Assessment and Management of Delirium in Critically Ill Veterans

Abstract
Delirium is a complex syndrome prevalent in the intensive care unit. It has been associated with significant morbidity including distress, longer hospital stays, prolonged cognitive impairment, and increased mortality. To describe a nurse-led interdisciplinary quality improvement initiative to increase nurses’ knowledge of delirium, documentation of delirium assessment, and patient mobility. Sixty-seven nurses in medical and surgical intensive care units were required to attend an interactive education program on delirium assessment and management. Scores on tests taken before and after the education program were used to evaluate knowledge. Medical records and bedside rounds were used to validate Confusion Assessment Method for the Intensive Care Unit documentation and interventions.
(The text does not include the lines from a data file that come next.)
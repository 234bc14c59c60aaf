use crate::{
    config::settings::SettingField,
    foundation::core::ResizeMode,
    interface::action::{ButtonAction, RandomCommand, SettingOp},
    session::tuner::{CropCommand, PadDirection},
};

/// Semantic keyboard attached to a reply. The transport owns labels,
/// emoji and visual arrangement; only the actions carry meaning here.
#[derive(Clone, Debug, PartialEq, Eq)]
pub enum Keyboard {
    /// One button per template id, in catalog order.
    Templates(Vec<String>),
    /// The three fit strategies.
    ResizeModes,
    /// Eight directions, reset and finish.
    CropPad,
    /// Retry and finish.
    RandomPad,
    /// One button per adjustable setting.
    SettingsMenu,
    /// Minus/plus pad for one setting, showing its current value.
    SettingAdjust {
        /// Field being adjusted.
        field: SettingField,
        /// Value to display between the pad buttons.
        value: u32,
    },
}

impl Keyboard {
    /// The wire ids of the actions this keyboard offers, in keyboard order.
    /// Inert filler buttons are not listed.
    pub fn actions(&self) -> Vec<String> {
        match self {
            Self::Templates(ids) => ids
                .iter()
                .map(|id| ButtonAction::Template(id.clone()).wire_id())
                .collect(),
            Self::ResizeModes => [ResizeMode::Crop, ResizeMode::Scale, ResizeMode::Random]
                .into_iter()
                .map(|m| ButtonAction::ResizeMode(m).wire_id())
                .collect(),
            Self::CropPad => {
                let mut ids: Vec<String> = PadDirection::ALL
                    .into_iter()
                    .map(|d| ButtonAction::Crop(CropCommand::Nudge(d)).wire_id())
                    .collect();
                ids.push(ButtonAction::Crop(CropCommand::Reset).wire_id());
                ids.push(ButtonAction::Crop(CropCommand::Finish).wire_id());
                ids
            }
            Self::RandomPad => [RandomCommand::Again, RandomCommand::Finish]
                .into_iter()
                .map(|c| ButtonAction::Random(c).wire_id())
                .collect(),
            Self::SettingsMenu => [
                SettingField::Blur,
                SettingField::FontSizeTitle,
                SettingField::FontSizeCaption,
            ]
            .into_iter()
            .map(|f| ButtonAction::OpenSetting(f).wire_id())
            .collect(),
            Self::SettingAdjust { field, .. } => [
                SettingOp::Decrease,
                SettingOp::Increase,
                SettingOp::Cancel,
                SettingOp::Save,
            ]
            .into_iter()
            .map(|op| ButtonAction::AlterSetting { field: *field, op }.wire_id())
            .collect(),
        }
    }
}

/// Outbound reaction to one inbound event.
#[derive(Clone, Debug, PartialEq, Eq)]
pub enum Reply {
    /// Nothing to send: ignored input or a no-op press.
    None,
    /// A text message, optionally with a keyboard.
    Text {
        /// Resolved display text.
        text: String,
        /// Keyboard to attach, if any.
        keyboard: Option<Keyboard>,
    },
    /// A rendered composite as encoded PNG bytes.
    Photo {
        /// Encoded image.
        image: Vec<u8>,
        /// Keyboard to attach, if any.
        keyboard: Option<Keyboard>,
        /// Whether this photo replaces the previously delivered one.
        replaces_previous: bool,
    },
}

impl Reply {
    /// Whether this reply delivers a photo.
    pub fn is_photo(&self) -> bool {
        matches!(self, Self::Photo { .. })
    }
}
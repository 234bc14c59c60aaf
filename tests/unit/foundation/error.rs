use super::*;

#[test]
fn display_prefixes_are_stable() {
    assert!(
        CartelloError::SessionConflict
            .to_string()
            .contains("session conflict")
    );
    assert!(
        CartelloError::PermissionDenied
            .to_string()
            .contains("permission denied")
    );
    assert!(
        CartelloError::invalid_input("x")
            .to_string()
            .contains("invalid input:")
    );
    assert!(
        CartelloError::resource_missing("x")
            .to_string()
            .contains("resource missing:")
    );
    assert!(CartelloError::render("x").to_string().contains("render error:"));
}

#[test]
fn other_preserves_source() {
    let base = std::io::Error::other("boom");
    let err = CartelloError::Other(anyhow::Error::new(base));
    assert!(err.to_string().contains("boom"));
}
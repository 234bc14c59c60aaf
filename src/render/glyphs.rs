use image::{Rgba, RgbaImage};
use rusttype::{Font, Scale, point};

/// Rendered pixel width of `text` at `scale`, measured by glyph advances.
///
/// Advance-based measurement is monotonic in the text length, which the
/// greedy wrapper relies on.
pub fn line_width(font: &Font<'_>, scale: Scale, text: &str) -> u32 {
    let last = font.layout(text, scale, point(0.0, 0.0)).last();
    match last {
        Some(glyph) => {
            let end = glyph.position().x + glyph.unpositioned().h_metrics().advance_width;
            end.ceil().max(0.0) as u32
        }
        None => 0,
    }
}

/// Vertical advance of one text line at `scale`.
pub fn line_height(font: &Font<'_>, scale: Scale) -> u32 {
    let v = font.v_metrics(scale);
    (v.ascent - v.descent + v.line_gap).ceil() as u32
}

/// Draw one line of text horizontally centered, its top edge at `y_top`.
///
/// Glyph coverage is alpha-blended with `color`; pixels outside the canvas
/// are clipped, so anchors above the top edge degrade gracefully.
pub fn draw_line_centered(
    img: &mut RgbaImage,
    font: &Font<'_>,
    scale: Scale,
    y_top: i32,
    text: &str,
    color: Rgba<u8>,
) {
    let line_w = line_width(font, scale, text) as i32;
    let x0 = (img.width() as i32 - line_w) / 2;
    let baseline = y_top as f32 + font.v_metrics(scale).ascent;

    let (img_w, img_h) = (img.width() as i32, img.height() as i32);
    for glyph in font.layout(text, scale, point(x0 as f32, baseline)) {
        let Some(bb) = glyph.pixel_bounding_box() else {
            continue;
        };
        glyph.draw(|gx, gy, coverage| {
            let px = gx as i32 + bb.min.x;
            let py = gy as i32 + bb.min.y;
            if px < 0 || py < 0 || px >= img_w || py >= img_h {
                return;
            }
            let pixel = img.get_pixel_mut(px as u32, py as u32);
            blend(pixel, color, coverage);
        });
    }
}

fn blend(dst: &mut Rgba<u8>, src: Rgba<u8>, coverage: f32) {
    let a = coverage * f32::from(src.0[3]) / 255.0;
    if a <= 0.0 {
        return;
    }
    for c in 0..3 {
        let d = f32::from(dst.0[c]);
        let s = f32::from(src.0[c]);
        dst.0[c] = (d + (s - d) * a).round().clamp(0.0, 255.0) as u8;
    }
    let da = f32::from(dst.0[3]);
    dst.0[3] = (da + (255.0 - da) * a).round().clamp(0.0, 255.0) as u8;
}

#[cfg(test)]
#[path = "../../tests/unit/render/glyphs.rs"]
mod tests;
use std::{io::Cursor, path::Path, sync::Arc};

use anyhow::Context;
use image::{ImageFormat, Rgba, RgbaImage, imageops};
use rand::Rng;
use rusttype::{Font, Scale};

use crate::{
    catalog::{templates::TemplateCatalog, workspace::Workspace},
    config::settings::{ImageSettings, SharedSettings},
    foundation::{
        core::{PixelSize, UserId},
        error::{CartelloError, CartelloResult},
    },
    layout::{
        fit::{FitPlan, fit_background},
        text::{stack_blocks, wrap_text},
    },
    render::{blur, glyphs},
};
use crate::session::model::Draft;

/// Fraction of the canvas width available to a text line, in percent.
const TEXT_WIDTH_PCT: u32 = 90;

/// Builds the final raster image from a background, a foreground template
/// and the two text blocks.
///
/// Every render restarts from the original sources; a re-render with a
/// different crop offset never operates on a previously composited image,
/// so blur and overlay artifacts cannot compound.
pub struct Compositor {
    catalog: Arc<TemplateCatalog>,
    settings: SharedSettings,
    workspace: Workspace,
}

impl Compositor {
    /// Wire the compositor to its shared collaborators.
    pub fn new(catalog: Arc<TemplateCatalog>, settings: SharedSettings, workspace: Workspace) -> Self {
        Self {
            catalog,
            settings,
            workspace,
        }
    }

    /// Render the draft for `user` and persist it at the session's output
    /// path, overwriting any prior render. Returns the encoded PNG bytes.
    ///
    /// The background is the user's upload when one exists on disk (blurred
    /// by the configured radius), else the template's default background
    /// (never blurred). Random-mode windows are drawn from `rng` on every
    /// call.
    #[tracing::instrument(skip(self, draft, rng), fields(user = %user, template = %draft.template))]
    pub fn render(
        &self,
        user: UserId,
        draft: &Draft,
        rng: &mut impl Rng,
    ) -> CartelloResult<Vec<u8>> {
        let settings = self.settings.snapshot();
        let template = self.catalog.get(draft.template.as_str())?;

        let fg = open_rgba(&template.foreground)?;
        let target = PixelSize::new(fg.width(), fg.height())?;

        let bg_path = self.workspace.background_path(user);
        let bg = if bg_path.exists() {
            let uploaded = open_rgba(&bg_path)?;
            blur::blur_rgba(&uploaded, settings.blur)
        } else {
            open_rgba(&template.default_background)?
        };

        let mut canvas = fit_to_target(bg, target, draft, rng)?;
        imageops::overlay(&mut canvas, &fg, 0, 0);
        draw_text_blocks(&mut canvas, &settings, self.catalog.font(), draft);

        let mut bytes = Vec::new();
        canvas
            .write_to(&mut Cursor::new(&mut bytes), ImageFormat::Png)
            .map_err(|e| CartelloError::render(format!("encoding composite: {e}")))?;

        let out = self.workspace.output_path(user);
        std::fs::write(&out, &bytes)
            .with_context(|| format!("writing composite {}", out.display()))?;
        tracing::debug!(path = %out.display(), "composite rendered");
        Ok(bytes)
    }
}

fn fit_to_target(
    bg: RgbaImage,
    target: PixelSize,
    draft: &Draft,
    rng: &mut impl Rng,
) -> CartelloResult<RgbaImage> {
    let bg_size = PixelSize::new(bg.width(), bg.height())?;
    let offset = draft.fit.offset().unwrap_or_default();
    let plan = fit_background(bg_size, target, draft.fit.mode(), offset, rng);

    Ok(match plan {
        FitPlan::Stretch => imageops::resize(
            &bg,
            target.width,
            target.height,
            imageops::FilterType::CatmullRom,
        ),
        FitPlan::Window { scaled, window } => {
            let scaled_bg = if scaled == bg_size {
                bg
            } else {
                imageops::resize(
                    &bg,
                    scaled.width,
                    scaled.height,
                    imageops::FilterType::CatmullRom,
                )
            };
            imageops::crop_imm(&scaled_bg, window.x, window.y, window.width, window.height)
                .to_image()
        }
    })
}

fn draw_text_blocks(
    canvas: &mut RgbaImage,
    settings: &ImageSettings,
    font: &Font<'_>,
    draft: &Draft,
) {
    let max_width = canvas.width() * TEXT_WIDTH_PCT / 100;
    let title_scale = Scale::uniform(settings.font_size_title as f32);
    let caption_scale = Scale::uniform(settings.font_size_caption as f32);

    let title_lines = wrap_text(&draft.title, max_width, |s| {
        glyphs::line_width(font, title_scale, s)
    });
    let caption_lines = wrap_text(&draft.caption, max_width, |s| {
        glyphs::line_width(font, caption_scale, s)
    });

    let title_lh = glyphs::line_height(font, title_scale);
    let caption_lh = glyphs::line_height(font, caption_scale);
    let anchors = stack_blocks(title_lines.len(), title_lh, canvas.height());

    let white = Rgba([255, 255, 255, 255]);
    let mut y = anchors.title_y;
    for line in &title_lines {
        glyphs::draw_line_centered(canvas, font, title_scale, y, line, white);
        y += title_lh as i32;
    }
    let mut y = anchors.caption_y;
    for line in &caption_lines {
        glyphs::draw_line_centered(canvas, font, caption_scale, y, line, white);
        y += caption_lh as i32;
    }
}

fn open_rgba(path: &Path) -> CartelloResult<RgbaImage> {
    let img = image::open(path).map_err(|e| {
        CartelloError::resource_missing(format!("opening {}: {e}", path.display()))
    })?;
    Ok(img.to_rgba8())
}

#[cfg(test)]
#[path = "../../tests/unit/render/compositor.rs"]
mod tests;
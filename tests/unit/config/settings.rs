use super::*;

#[test]
fn defaults_are_sane() {
    let s = ImageSettings::default();
    assert_eq!(s.blur, 4);
    assert_eq!(s.font_size_title, 33);
    assert_eq!(s.font_size_caption, 33);
    assert_eq!(s.crop_step, 50);
    assert!(s.allowed_chats.is_empty());
}

#[test]
fn empty_allow_list_permits_every_chat() {
    let s = ImageSettings::default();
    assert!(s.is_chat_allowed(ChatId(1)));
    assert!(s.is_chat_allowed(ChatId(-42)));

    let restricted = ImageSettings {
        allowed_chats: vec![ChatId(10)],
        ..ImageSettings::default()
    };
    assert!(restricted.is_chat_allowed(ChatId(10)));
    assert!(!restricted.is_chat_allowed(ChatId(11)));
}

#[test]
fn increment_is_unbounded_above() {
    let shared = SharedSettings::new(ImageSettings {
        blur: 0,
        ..ImageSettings::default()
    });
    for expected in 1..=5 {
        assert_eq!(shared.increment(SettingField::Blur), expected);
    }
    assert_eq!(shared.get(SettingField::Blur), 5);
}

#[test]
fn decrement_at_zero_is_a_no_op() {
    let shared = SharedSettings::new(ImageSettings {
        blur: 1,
        ..ImageSettings::default()
    });
    assert_eq!(shared.decrement(SettingField::Blur), Some(0));
    assert_eq!(shared.decrement(SettingField::Blur), None);
    assert_eq!(shared.get(SettingField::Blur), 0);
}

#[test]
fn clones_observe_the_same_values() {
    let a = SharedSettings::new(ImageSettings::default());
    let b = a.clone();
    a.increment(SettingField::FontSizeTitle);
    assert_eq!(b.get(SettingField::FontSizeTitle), 34);
}

#[test]
fn save_and_load_round_trip() {
    let dir = tempfile::tempdir().unwrap();
    let path = dir.path().join("settings.json");

    let first = SharedSettings::load(&path).unwrap();
    assert_eq!(first.get(SettingField::Blur), 4); // missing file falls back to defaults

    first.increment(SettingField::Blur);
    first.update(|s| s.allowed_chats.push(ChatId(7)));
    first.save().unwrap();

    let second = SharedSettings::load(&path).unwrap();
    assert_eq!(second.get(SettingField::Blur), 5);
    assert_eq!(second.snapshot().allowed_chats, vec![ChatId(7)]);
}

#[test]
fn save_without_store_is_a_no_op() {
    let shared = SharedSettings::new(ImageSettings::default());
    shared.save().unwrap();
}
/// Convenience result type used across the crate.
pub type CartelloResult<T> = Result<T, CartelloError>;

/// Top-level error taxonomy used by the conversation and rendering APIs.
#[derive(thiserror::Error, Debug)]
pub enum CartelloError {
    /// A session is already active for the user attempting to start one.
    #[error("session conflict: an image is already being created for this user")]
    SessionConflict,

    /// The originating chat is not on the allow list.
    #[error("permission denied: chat is not among the allowed ones")]
    PermissionDenied,

    /// The payload does not match what the current conversation state expects.
    #[error("invalid input: {0}")]
    InvalidInput(String),

    /// A template, background or other on-disk resource is absent or unreadable.
    #[error("resource missing: {0}")]
    ResourceMissing(String),

    /// Unexpected failure while compositing the output image.
    #[error("render error: {0}")]
    Render(String),

    /// Wrapped lower-level error from dependencies or IO.
    #[error(transparent)]
    Other(#[from] anyhow::Error),
}

impl CartelloError {
    /// Build a [`CartelloError::InvalidInput`] value.
    pub fn invalid_input(msg: impl Into<String>) -> Self {
        Self::InvalidInput(msg.into())
    }

    /// Build a [`CartelloError::ResourceMissing`] value.
    pub fn resource_missing(msg: impl Into<String>) -> Self {
        Self::ResourceMissing(msg.into())
    }

    /// Build a [`CartelloError::Render`] value.
    pub fn render(msg: impl Into<String>) -> Self {
        Self::Render(msg.into())
    }
}

#[cfg(test)]
#[path = "../../tests/unit/foundation/error.rs"]
mod tests;
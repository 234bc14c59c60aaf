use crate::foundation::error::{CartelloError, CartelloResult};

/// Opaque numeric identity of the user driving a conversation.
#[derive(
    Clone, Copy, Debug, PartialEq, Eq, PartialOrd, Ord, Hash, serde::Serialize, serde::Deserialize,
)]
pub struct UserId(pub i64);

impl std::fmt::Display for UserId {
    fn fmt(&self, f: &mut std::fmt::Formatter<'_>) -> std::fmt::Result {
        self.0.fmt(f)
    }
}

/// Identity of the chat an event originated from, checked against the allow list.
#[derive(
    Clone, Copy, Debug, PartialEq, Eq, PartialOrd, Ord, Hash, serde::Serialize, serde::Deserialize,
)]
pub struct ChatId(pub i64);

impl std::fmt::Display for ChatId {
    fn fmt(&self, f: &mut std::fmt::Formatter<'_>) -> std::fmt::Result {
        self.0.fmt(f)
    }
}

/// Pixel dimensions of an image surface.
#[derive(Clone, Copy, Debug, PartialEq, Eq, serde::Serialize, serde::Deserialize)]
pub struct PixelSize {
    /// Width in pixels.
    pub width: u32,
    /// Height in pixels.
    pub height: u32,
}

impl PixelSize {
    /// Build a size, rejecting degenerate zero dimensions.
    pub fn new(width: u32, height: u32) -> CartelloResult<Self> {
        if width == 0 || height == 0 {
            return Err(CartelloError::invalid_input(
                "PixelSize dimensions must be > 0",
            ));
        }
        Ok(Self { width, height })
    }
}

/// Signed translation of the crop window, accumulated by the tuning loop.
///
/// Defined only while the session's fit strategy is `crop`. Accumulation is
/// unclamped; [`fit_background`](crate::layout::fit::fit_background) clamps
/// the resulting window into the source bounds.
#[derive(Clone, Copy, Debug, Default, PartialEq, Eq, serde::Serialize, serde::Deserialize)]
pub struct CropOffset {
    /// Horizontal translation in pixels, positive moves the window right.
    pub x: i32,
    /// Vertical translation in pixels, positive moves the window down.
    pub y: i32,
}

impl CropOffset {
    /// The neutral offset.
    pub const ZERO: Self = Self { x: 0, y: 0 };

    /// Component-wise sum, saturating at the i32 range ends.
    pub fn translated(self, dx: i32, dy: i32) -> Self {
        Self {
            x: self.x.saturating_add(dx),
            y: self.y.saturating_add(dy),
        }
    }
}

/// Axis-aligned source rectangle to sample from a background image.
#[derive(Clone, Copy, Debug, PartialEq, Eq, serde::Serialize, serde::Deserialize)]
pub struct CropRect {
    /// Left edge in pixels.
    pub x: u32,
    /// Top edge in pixels.
    pub y: u32,
    /// Width in pixels.
    pub width: u32,
    /// Height in pixels.
    pub height: u32,
}

impl CropRect {
    /// Exclusive right edge.
    pub fn right(self) -> u32 {
        self.x + self.width
    }

    /// Exclusive bottom edge.
    pub fn bottom(self) -> u32 {
        self.y + self.height
    }
}

/// Strategy for fitting an arbitrary background to the template's dimensions.
#[derive(Clone, Copy, Debug, PartialEq, Eq, serde::Serialize, serde::Deserialize)]
#[serde(rename_all = "lowercase")]
pub enum ResizeMode {
    /// Upscale preserving aspect ratio, then sample a tunable window.
    Crop,
    /// Stretch to the target dimensions, ignoring aspect ratio.
    Scale,
    /// Like crop, with the window drawn at random on every render.
    Random,
}

impl ResizeMode {
    /// Stable lowercase name used on the wire and in configuration.
    pub fn as_str(self) -> &'static str {
        match self {
            Self::Crop => "crop",
            Self::Scale => "scale",
            Self::Random => "random",
        }
    }

    /// Parse a wire/configuration name.
    pub fn parse(s: &str) -> Option<Self> {
        match s {
            "crop" => Some(Self::Crop),
            "scale" => Some(Self::Scale),
            "random" => Some(Self::Random),
            _ => None,
        }
    }
}

impl std::fmt::Display for ResizeMode {
    fn fmt(&self, f: &mut std::fmt::Formatter<'_>) -> std::fmt::Result {
        f.write_str(self.as_str())
    }
}
use super::*;

use crate::foundation::core::UserId;

#[test]
fn paths_are_deterministic_per_user() {
    let ws = Workspace::new("/tmp/cartello-test");
    assert!(ws.background_path(UserId(7)).ends_with("bg_7.png"));
    assert!(ws.output_path(UserId(7)).ends_with("7.png"));
    assert_ne!(ws.output_path(UserId(7)), ws.output_path(UserId(8)));
    assert_ne!(ws.background_path(UserId(7)), ws.output_path(UserId(7)));
}

#[test]
fn cleanup_removes_both_files_and_is_idempotent() {
    let dir = tempfile::tempdir().unwrap();
    let ws = Workspace::new(dir.path());
    let user = UserId(3);

    std::fs::write(ws.background_path(user), b"bg").unwrap();
    std::fs::write(ws.output_path(user), b"out").unwrap();

    ws.cleanup(user);
    assert!(!ws.background_path(user).exists());
    assert!(!ws.output_path(user).exists());

    // absent files are fine
    ws.cleanup(user);
}

#[test]
fn ensure_creates_the_root() {
    let dir = tempfile::tempdir().unwrap();
    let root = dir.path().join("nested/work");
    let ws = Workspace::new(&root);
    ws.ensure().unwrap();
    assert!(root.is_dir());
}
use crate::{
    config::settings::SettingField,
    foundation::core::ResizeMode,
    session::tuner::CropCommand,
};

/// Operations available on a settings pad.
#[derive(Clone, Copy, Debug, PartialEq, Eq)]
pub enum SettingOp {
    /// Increase the value by one.
    Increase,
    /// Decrease the value by one; a no-op at zero.
    Decrease,
    /// Persist the current values to the settings store.
    Save,
    /// Close the pad, keeping the in-memory values until restart.
    Cancel,
}

impl SettingOp {
    /// Stable wire name, the part after the comma in `alter_setting_...`.
    pub fn as_str(self) -> &'static str {
        match self {
            Self::Increase => "+",
            Self::Decrease => "-",
            Self::Save => "save",
            Self::Cancel => "cancel",
        }
    }

    /// Parse a wire name.
    pub fn parse(s: &str) -> Option<Self> {
        match s {
            "+" => Some(Self::Increase),
            "-" => Some(Self::Decrease),
            "save" => Some(Self::Save),
            "cancel" => Some(Self::Cancel),
            _ => None,
        }
    }
}

/// Buttons of the random-retry pad.
#[derive(Clone, Copy, Debug, PartialEq, Eq)]
pub enum RandomCommand {
    /// Draw a fresh window and re-render.
    Again,
    /// Accept the current render and end the session.
    Finish,
}

impl RandomCommand {
    /// Stable wire name, the suffix of `image_random_<name>`.
    pub fn as_str(self) -> &'static str {
        match self {
            Self::Again => "again",
            Self::Finish => "finish",
        }
    }

    /// Parse a wire name.
    pub fn parse(s: &str) -> Option<Self> {
        match s {
            "again" => Some(Self::Again),
            "finish" => Some(Self::Finish),
            _ => None,
        }
    }
}

/// Every button action the machine recognizes.
///
/// The wire encodings round-tripped by [`parse`](ButtonAction::parse) and
/// [`wire_id`](ButtonAction::wire_id) are a stable contract with the
/// transport layer and must be preserved verbatim across releases.
#[derive(Clone, Debug, PartialEq, Eq)]
pub enum ButtonAction {
    /// `template_<id>`: pick a foreground template.
    Template(String),
    /// `image_resize_mode_<mode>`: pick the background fit strategy.
    ResizeMode(ResizeMode),
    /// `image_crop_<op>`: one press on the crop-tuning pad.
    Crop(CropCommand),
    /// `image_random_<op>`: one press on the random-retry pad.
    Random(RandomCommand),
    /// `settings_<field>`: open the pad for one setting.
    OpenSetting(SettingField),
    /// `alter_setting_<field>,<op>`: adjust or finalize one setting.
    AlterSetting {
        /// Targeted field.
        field: SettingField,
        /// Requested operation.
        op: SettingOp,
    },
    /// `_`: inert filler buttons (keyboard headers).
    Noop,
}

impl ButtonAction {
    /// Parse a callback identifier received from the transport.
    pub fn parse(data: &str) -> Option<Self> {
        if data == "_" {
            return Some(Self::Noop);
        }
        if let Some(rest) = data.strip_prefix("image_resize_mode_") {
            return ResizeMode::parse(rest).map(Self::ResizeMode);
        }
        if let Some(rest) = data.strip_prefix("image_crop_") {
            return CropCommand::parse(rest).map(Self::Crop);
        }
        if let Some(rest) = data.strip_prefix("image_random_") {
            return RandomCommand::parse(rest).map(Self::Random);
        }
        if let Some(rest) = data.strip_prefix("alter_setting_") {
            let (field, op) = rest.split_once(',')?;
            return Some(Self::AlterSetting {
                field: SettingField::parse(field)?,
                op: SettingOp::parse(op)?,
            });
        }
        if let Some(rest) = data.strip_prefix("settings_") {
            return SettingField::parse(rest).map(Self::OpenSetting);
        }
        if let Some(rest) = data.strip_prefix("template_") {
            if rest.is_empty() {
                return None;
            }
            return Some(Self::Template(rest.to_string()));
        }
        None
    }

    /// The verbatim callback identifier for this action.
    pub fn wire_id(&self) -> String {
        match self {
            Self::Template(id) => format!("template_{id}"),
            Self::ResizeMode(mode) => format!("image_resize_mode_{}", mode.as_str()),
            Self::Crop(cmd) => format!("image_crop_{}", cmd.as_str()),
            Self::Random(cmd) => format!("image_random_{}", cmd.as_str()),
            Self::OpenSetting(field) => format!("settings_{}", field.as_str()),
            Self::AlterSetting { field, op } => {
                format!("alter_setting_{},{}", field.as_str(), op.as_str())
            }
            Self::Noop => "_".to_string(),
        }
    }
}

#[cfg(test)]
#[path = "../../tests/unit/interface/action.rs"]
mod tests;
use crate::{
    foundation::core::{ChatId, UserId},
    interface::action::ButtonAction,
};

/// Slash commands the conversation understands. Anything else the transport
/// classifies as a command is ignored by the machine.
#[derive(Clone, Copy, Debug, PartialEq, Eq)]
pub enum Command {
    /// Welcome message.
    Start,
    /// Command summary.
    Help,
    /// Entry point of the creation flow.
    Create,
    /// Abort the creation flow.
    Cancel,
    /// Open the shared settings menu.
    Settings,
}

impl Command {
    /// Parse a command message, tolerating a `@botname` suffix.
    pub fn parse(text: &str) -> Option<Self> {
        let name = text.split('@').next().unwrap_or(text);
        match name {
            "/start" => Some(Self::Start),
            "/help" => Some(Self::Help),
            "/create" => Some(Self::Create),
            "/cancel" => Some(Self::Cancel),
            "/settings" => Some(Self::Settings),
            _ => None,
        }
    }
}

/// Opaque transport-side reference to an uploaded photo, resolvable through
/// [`MediaExchange`](crate::interface::collaborators::MediaExchange).
#[derive(Clone, Debug, PartialEq, Eq)]
pub struct PhotoRef(pub String);

/// Payload of a classified inbound event.
#[derive(Clone, Debug)]
pub enum EventKind {
    /// A recognized slash command.
    Command(Command),
    /// Free text that is not a recognized command.
    Text(String),
    /// An uploaded photo.
    Photo(PhotoRef),
    /// An inline keyboard press.
    Button(ButtonAction),
    /// Anything the classifier could not type (stickers, documents, ...).
    Unsupported,
}

/// One classified inbound event, delivered by the transport collaborator.
#[derive(Clone, Debug)]
pub struct Event {
    /// Identity of the sender; keys the session.
    pub user: UserId,
    /// Chat the event originated from; checked against the allow list.
    pub chat: ChatId,
    /// Classified payload.
    pub kind: EventKind,
}

impl Event {
    /// Convenience constructor.
    pub fn new(user: UserId, chat: ChatId, kind: EventKind) -> Self {
        Self { user, chat, kind }
    }
}
/// Handler for the root path, confirming the server is running.
pub async fn root() -> &'static str {
    "buyback admin server is running."
}

/// Handler for the health check endpoint.
pub async fn health_check() -> &'static str {
    "OK"
}
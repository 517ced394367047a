//! # Application State
//!
//! The shared state handed to every request handler: the configuration,
//! the store client, and the importer that owns the per-kind import locks.

use crate::config::Config;
use buyback::{Importer, TableStore};
use buyback_postgrest::PostgrestClient;
use std::sync::Arc;

/// The shared application state, accessible from all request handlers.
#[derive(Clone)]
pub struct AppState {
    pub config: Arc<Config>,
    pub store: Arc<dyn TableStore>,
    pub importer: Arc<Importer>,
}

/// Builds the application state from the configuration, constructing the
/// service-role store client once for the whole process.
pub fn build_app_state(config: Config) -> anyhow::Result<AppState> {
    let store: Arc<dyn TableStore> = Arc::new(PostgrestClient::new(config.store.clone())?);
    Ok(with_store(config, store))
}

/// Assembles the state around an existing store, letting tests inject a
/// mock implementation.
pub fn with_store(config: Config, store: Arc<dyn TableStore>) -> AppState {
    let importer = Arc::new(Importer::new(store.clone()));
    AppState {
        config: Arc::new(config),
        store,
        importer,
    }
}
Descriptive statistics were used to describe changes over time. A delirium resource team composed of nurses, physicians, and therapists provided didactic education paired with simulation training and bedside coaching. Mobility screening tests and computer templates guided assessments and interventions. Documentation of the Confusion Assessment Method improved from less than 50% to consistently 99%. Mobilization in the surgical intensive care unit increased from 90% to 98% after intervention. Days of delirium significantly decreased from 51% before intervention to 31% after intervention (⁠ χ12=7.01⁠, P = .008). The success of this quality improvement project to enhance recognition of delirium and increase mobility (critical components of the pain assessment, breathing, sedation choice, delirium, early mobility, and family education bundle) was contingent on nursing leaders hip, interdisciplinary team collaboration, and interactive education.